### [ABOUT THIS TASK]
Count the lines below that contain the word "push" and give only that number.

• • • • • • •

// Biblio - Library Catalog Core
// Copyright (C) 2026 Biblio contributors
//
// This program is free software: you can redistribute it and/or modify
// it under the terms of the GNU General Public License as published by
// the Free Software Foundation, either version 3 of the License, or
// (at your option) any later version.
//
// This program is distributed in the hope that it will be useful,
// but WITHOUT ANY WARRANTY; without even the implied warranty of
// MERCHANTABILITY or FITNESS FOR A PARTICULAR PURPOSE. See the
// GNU General Public License for more details.
//
// You should have received a copy of the GNU General Public License
// along with this program. If not, see <https://www.gnu.org/licenses/>.


//! Read-side catalog views
//!
//! The query/aggregation layer: everything the rendering collaborator shows
//! is assembled here from the storage queries. These functions never mutate
//! the store and need no identity.

use crate::error::{CatalogError, Result};
use crate::storage::models::{Author, Book, BookSummary, Genre, ReviewWithUser};
use crate::storage::queries::{self, BookFilter};
use crate::storage::stats::{self, CatalogStatistics};
use crate::storage::Database;
use serde::{Deserialize, Serialize};
use tracing::debug;

/// A book with everything its detail page shows
#[derive(Debug, Clone, Serialize, Deserialize)]
pub struct BookDetail {
    pub book: Book,
    pub author: Author,
    pub genres: Vec<Genre>,
    pub reviews: Vec<ReviewWithUser>,
    /// Mean review rating; `None` when the book has no reviews
    pub average_rating: Option<f64>,
}

/// An author with their books, newest first
#[derive(Debug, Clone, Serialize, Deserialize)]
pub struct AuthorDetail {
    pub author: Author,
    pub books: Vec<Book>,
}

/// List books, optionally restricted by genre and/or title substring
///
/// Filters compose with AND; with no filter the whole catalog comes back
/// ordered by creation time, newest first.
pub async fn list_books(db: &Database, filter: &BookFilter) -> Result<Vec<BookSummary>> {
    let books = queries::list_books(db.pool(), filter).await?;
    debug!(
        count = books.len(),
        genre_id = ?filter.genre_id,
        search = ?filter.search,
        "book list assembled"
    );
    Ok(books)
}

/// Full detail view for one book
///
/// Fails with NotFound when the id does not exist.
pub async fn book_detail(db: &Database, book_id: i64) -> Result<BookDetail> {
    let book = queries::find_book_by_id(db.pool(), book_id)
        .await?
        .ok_or_else(|| CatalogError::not_found("book", book_id))?;

    let author = queries::find_author_by_id(db.pool(), book.author_id)
        .await?
        .ok_or_else(|| CatalogError::not_found("author", book.author_id))?;

    let genres = queries::find_genres_by_book(db.pool(), book_id).await?;
    let reviews = queries::list_reviews_with_users(db.pool(), book_id).await?;
    let average_rating = queries::average_rating_for_book(db.pool(), book_id).await?;

    Ok(BookDetail {
        book,
        author,
        genres,
        reviews,
        average_rating,
    })
}

/// Detail view for one author
pub async fn author_detail(db: &Database, author_id: i64) -> Result<AuthorDetail> {
    let author = queries::find_author_by_id(db.pool(), author_id)
        .await?
        .ok_or_else(|| CatalogError::not_found("author", author_id))?;

    let books = queries::list_books_by_author(db.pool(), author_id).await?;

    Ok(AuthorDetail { author, books })
}

/// All authors, name-ordered (for form dropdowns and admin views)
pub async fn list_authors(db: &Database) -> Result<Vec<Author>> {
    queries::list_authors(db.pool()).await
}

/// All genres, name-ordered
pub async fn list_genres(db: &Database) -> Result<Vec<Genre>> {
    queries::list_genres(db.pool()).await
}

/// The statistics view
pub async fn statistics(db: &Database) -> Result<CatalogStatistics> {
    stats::gather(db.pool()).await
}
//! End-to-end catalog scenarios
//!
//! Drives the public surface the way a request collaborator would: register
//! an identity, run mutation workflows, then read everything back through
//! the catalog views.

use biblio_core::error::CatalogError;
use biblio_core::storage::models::{NewAuthor, NewBook, NewGenre, NewReview};
use biblio_core::storage::{queries, BookFilter, Database};
use biblio_core::workflows::{self, Identity};
use biblio_core::catalog;

async fn new_catalog() -> (Database, Identity) {
    let db = Database::new_in_memory()
        .await
        .expect("Failed to create database");
    let identity = workflows::register_identity(&db, "librarian")
        .await
        .expect("Failed to register identity");
    (db, identity)
}

async fn add_author(db: &Database, identity: &Identity, name: &str) -> i64 {
    workflows::create_author(db, Some(identity), &NewAuthor::new(name.to_string()))
        .await
        .expect("Failed to create author")
}

async fn add_book(db: &Database, identity: &Identity, title: &str, author_id: i64, year: i32) -> i64 {
    workflows::create_book(
        db,
        Some(identity),
        &NewBook::new(title.to_string(), author_id, year, "Аннотация".to_string()),
    )
    .await
    .expect("Failed to create book")
}

#[tokio::test]
async fn statistics_track_publication_years() {
    let (db, identity) = new_catalog().await;
    let author = add_author(&db, &identity, "Автор").await;

    for (title, year) in [("1984", 1949), ("Преступление и наказание", 1866), ("Мастер и Маргарита", 1966)] {
        add_book(&db, &identity, title, author, year).await;
    }

    let stats = catalog::statistics(&db).await.unwrap();
    assert_eq!(stats.book_count, 3);
    assert_eq!(stats.oldest_year, Some(1866));
    assert_eq!(stats.newest_year, Some(1966));
}

#[tokio::test]
async fn statistics_pick_most_popular_genre() {
    let (db, identity) = new_catalog().await;
    let author = add_author(&db, &identity, "Автор").await;

    let roman = queries::insert_genre(db.pool(), &NewGenre::new("Роман".to_string()))
        .await
        .unwrap();
    let dystopia = queries::insert_genre(db.pool(), &NewGenre::new("Антиутопия".to_string()))
        .await
        .unwrap();

    for (title, genre) in [("Первая", roman), ("Вторая", roman), ("Третья", dystopia)] {
        let mut book = NewBook::new(title.to_string(), author, 2000, "Текст".to_string());
        book.genre_ids = vec![genre];
        workflows::create_book(&db, Some(&identity), &book).await.unwrap();
    }

    let stats = catalog::statistics(&db).await.unwrap();
    let popular = stats.popular_genre.expect("No popular genre");
    assert_eq!(popular.name, "Роман");
    assert_eq!(popular.book_count, 2);
}

#[tokio::test]
async fn empty_catalog_statistics_are_sentinels_and_zeros() {
    let (db, _identity) = new_catalog().await;

    let stats = catalog::statistics(&db).await.unwrap();
    assert_eq!(
        (stats.book_count, stats.author_count, stats.genre_count, stats.review_count),
        (0, 0, 0, 0)
    );
    assert!(stats.popular_genre.is_none());
    assert!(stats.oldest_year.is_none());
    assert!(stats.newest_year.is_none());
    assert!(stats.average_year.is_none());
    assert!(stats.average_rating.is_none());
    assert!(stats.recent_books.is_empty());
    assert!(stats.most_reviewed.is_empty());
}

#[tokio::test]
async fn search_matches_title_substring_case_insensitively() {
    let (db, identity) = new_catalog().await;
    let orwell = add_author(&db, &identity, "Джордж Оруэлл").await;
    let bulgakov = add_author(&db, &identity, "Михаил Булгаков").await;

    add_book(&db, &identity, "1984", orwell, 1949).await;
    add_book(&db, &identity, "Скотный двор: Animal Farm", orwell, 1945).await;
    add_book(&db, &identity, "Мастер и Маргарита", bulgakov, 1966).await;

    let hits = catalog::list_books(
        &db,
        &BookFilter {
            genre_id: None,
            search: Some("1984".to_string()),
        },
    )
    .await
    .unwrap();
    assert_eq!(hits.len(), 1);
    assert_eq!(hits[0].title, "1984");

    // ASCII case folding
    let hits = catalog::list_books(
        &db,
        &BookFilter {
            genre_id: None,
            search: Some("animal farm".to_string()),
        },
    )
    .await
    .unwrap();
    assert_eq!(hits.len(), 1);
    assert_eq!(hits[0].title, "Скотный двор: Animal Farm");

    // No filters: all three, newest insertion first
    let all = catalog::list_books(&db, &BookFilter::default()).await.unwrap();
    assert_eq!(all.len(), 3);
    assert_eq!(all[0].title, "Мастер и Маргарита");
}

#[tokio::test]
async fn genre_and_search_filters_compose_with_and() {
    let (db, identity) = new_catalog().await;
    let author = add_author(&db, &identity, "Автор").await;

    let dystopia = queries::insert_genre(db.pool(), &NewGenre::new("Антиутопия".to_string()))
        .await
        .unwrap();

    let mut in_genre = NewBook::new("1984".to_string(), author, 1949, "Текст".to_string());
    in_genre.genre_ids = vec![dystopia];
    workflows::create_book(&db, Some(&identity), &in_genre).await.unwrap();

    // Title matches but genre does not
    add_book(&db, &identity, "1984: комментарий", author, 1984).await;

    let hits = catalog::list_books(
        &db,
        &BookFilter {
            genre_id: Some(dystopia),
            search: Some("1984".to_string()),
        },
    )
    .await
    .unwrap();
    assert_eq!(hits.len(), 1);
    assert_eq!(hits[0].title, "1984");
}

#[tokio::test]
async fn deleting_a_book_removes_its_reviews() {
    let (db, identity) = new_catalog().await;
    let author = add_author(&db, &identity, "Автор").await;
    let book_id = add_book(&db, &identity, "Книга", author, 2000).await;

    let mut review_ids = Vec::new();
    for name in ["alice", "bob", "carol"] {
        let reader = workflows::register_identity(&db, name).await.unwrap();
        let id = workflows::upsert_review(
            &db,
            Some(&reader),
            book_id,
            &NewReview {
                rating: 4,
                text: format!("Рецензия от {name} на книгу"),
            },
        )
        .await
        .unwrap();
        review_ids.push(id);
    }
    assert_eq!(queries::count_reviews(db.pool()).await.unwrap(), 3);

    workflows::delete_book(&db, Some(&identity), book_id).await.unwrap();

    for id in review_ids {
        assert!(
            queries::find_review_by_id(db.pool(), id).await.unwrap().is_none(),
            "review {id} survived its book"
        );
    }
    let err = catalog::book_detail(&db, book_id).await.unwrap_err();
    assert!(matches!(err, CatalogError::NotFound { entity: "book", .. }));
}

#[tokio::test]
async fn repeated_review_submission_updates_in_place() {
    let (db, identity) = new_catalog().await;
    let author = add_author(&db, &identity, "Автор").await;
    let book_id = add_book(&db, &identity, "Книга", author, 2000).await;
    let reader = workflows::register_identity(&db, "reader").await.unwrap();

    workflows::upsert_review(
        &db,
        Some(&reader),
        book_id,
        &NewReview {
            rating: 2,
            text: "Не осилил с первого раза".to_string(),
        },
    )
    .await
    .unwrap();

    workflows::upsert_review(
        &db,
        Some(&reader),
        book_id,
        &NewReview {
            rating: 5,
            text: "Со второго раза шедевр".to_string(),
        },
    )
    .await
    .unwrap();

    let detail = catalog::book_detail(&db, book_id).await.unwrap();
    assert_eq!(detail.reviews.len(), 1);
    assert_eq!(detail.reviews[0].rating, 5);
    assert_eq!(detail.reviews[0].text, "Со второго раза шедевр");
    assert_eq!(detail.average_rating, Some(5.0));
}

#[tokio::test]
async fn rating_and_title_boundaries_enforced_end_to_end() {
    let (db, identity) = new_catalog().await;
    let author = add_author(&db, &identity, "Автор").await;
    let book_id = add_book(&db, &identity, "Книга", author, 2000).await;
    let reader = workflows::register_identity(&db, "reader").await.unwrap();

    for rating in [0, 6] {
        let err = workflows::upsert_review(
            &db,
            Some(&reader),
            book_id,
            &NewReview {
                rating,
                text: "Достаточно длинный текст".to_string(),
            },
        )
        .await
        .unwrap_err();
        assert!(matches!(err, CatalogError::Validation { .. }), "rating {rating} accepted");
    }
    for rating in [1, 5] {
        workflows::upsert_review(
            &db,
            Some(&reader),
            book_id,
            &NewReview {
                rating,
                text: "Достаточно длинный текст".to_string(),
            },
        )
        .await
        .unwrap_or_else(|e| panic!("rating {rating} rejected: {e}"));
    }

    // Titles: 1 rejected, 2 and 200 accepted, 201 rejected
    for (len, ok) in [(1usize, false), (2, true), (200, true), (201, false)] {
        let input = NewBook::new("т".repeat(len), author, 2000, "Текст".to_string());
        let result = workflows::create_book(&db, Some(&identity), &input).await;
        assert_eq!(result.is_ok(), ok, "title of length {len}");
    }
}

#[tokio::test]
async fn detail_view_reflects_last_write() {
    let (db, identity) = new_catalog().await;
    let orwell = add_author(&db, &identity, "Джордж Оруэлл").await;
    let bulgakov = add_author(&db, &identity, "Михаил Булгаков").await;

    let roman = queries::insert_genre(db.pool(), &NewGenre::new("Роман".to_string()))
        .await
        .unwrap();
    let satire = queries::insert_genre(db.pool(), &NewGenre::new("Сатира".to_string()))
        .await
        .unwrap();

    let mut input = NewBook::new("Черновик".to_string(), orwell, 1949, "Текст".to_string());
    input.genre_ids = vec![roman];
    let book_id = workflows::create_book(&db, Some(&identity), &input).await.unwrap();

    let before = catalog::book_detail(&db, book_id).await.unwrap();

    input.title = "Мастер и Маргарита".to_string();
    input.author_id = bulgakov;
    input.genre_ids = vec![roman, satire];
    input.publication_year = 1966;
    input.pages = 480;
    workflows::edit_book(&db, Some(&identity), book_id, &input).await.unwrap();

    let after = catalog::book_detail(&db, book_id).await.unwrap();
    assert_eq!(after.book.title, "Мастер и Маргарита");
    assert_eq!(after.author.name, "Михаил Булгаков");
    assert_eq!(after.book.pages, 480);
    let names: Vec<&str> = after.genres.iter().map(|g| g.name.as_str()).collect();
    assert_eq!(names, vec!["Роман", "Сатира"]);
    assert_eq!(after.book.created_at, before.book.created_at);
}

#[tokio::test]
async fn unauthorized_callers_cannot_mutate() {
    let (db, identity) = new_catalog().await;
    let author = add_author(&db, &identity, "Автор").await;
    let book_id = add_book(&db, &identity, "Книга", author, 2000).await;

    let input = NewBook::new("Другое".to_string(), author, 2001, "Текст".to_string());
    assert!(matches!(
        workflows::edit_book(&db, None, book_id, &input).await.unwrap_err(),
        CatalogError::Unauthorized
    ));
    assert!(matches!(
        workflows::create_author(&db, None, &NewAuthor::new("Кто-то".to_string()))
            .await
            .unwrap_err(),
        CatalogError::Unauthorized
    ));

    // Nothing changed
    let detail = catalog::book_detail(&db, book_id).await.unwrap();
    assert_eq!(detail.book.title, "Книга");
    assert_eq!(queries::count_authors(db.pool()).await.unwrap(), 1);
}

#[tokio::test]
async fn concurrent_upserts_never_duplicate_a_review() {
    let (db, identity) = new_catalog().await;
    let author = add_author(&db, &identity, "Автор").await;
    let book_id = add_book(&db, &identity, "Книга", author, 2000).await;
    let reader = workflows::register_identity(&db, "reader").await.unwrap();

    let mut handles = Vec::new();
    for attempt in 0..4 {
        let db = db.clone();
        let reader = reader.clone();
        handles.push(tokio::spawn(async move {
            workflows::upsert_review(
                &db,
                Some(&reader),
                book_id,
                &NewReview {
                    rating: 1 + attempt % 5,
                    text: format!("Попытка номер {attempt} из многих"),
                },
            )
            .await
        }));
    }

    for handle in handles {
        // A losing racer may surface ConstraintViolation; a duplicate row may not exist
        match handle.await.expect("task panicked") {
            Ok(_) => {}
            Err(CatalogError::ConstraintViolation(_)) => {}
            Err(other) => panic!("unexpected error: {other:?}"),
        }
    }

    assert_eq!(queries::count_reviews(db.pool()).await.unwrap(), 1);
}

• • • • • • •

### [RESULT OF THE TASK]
2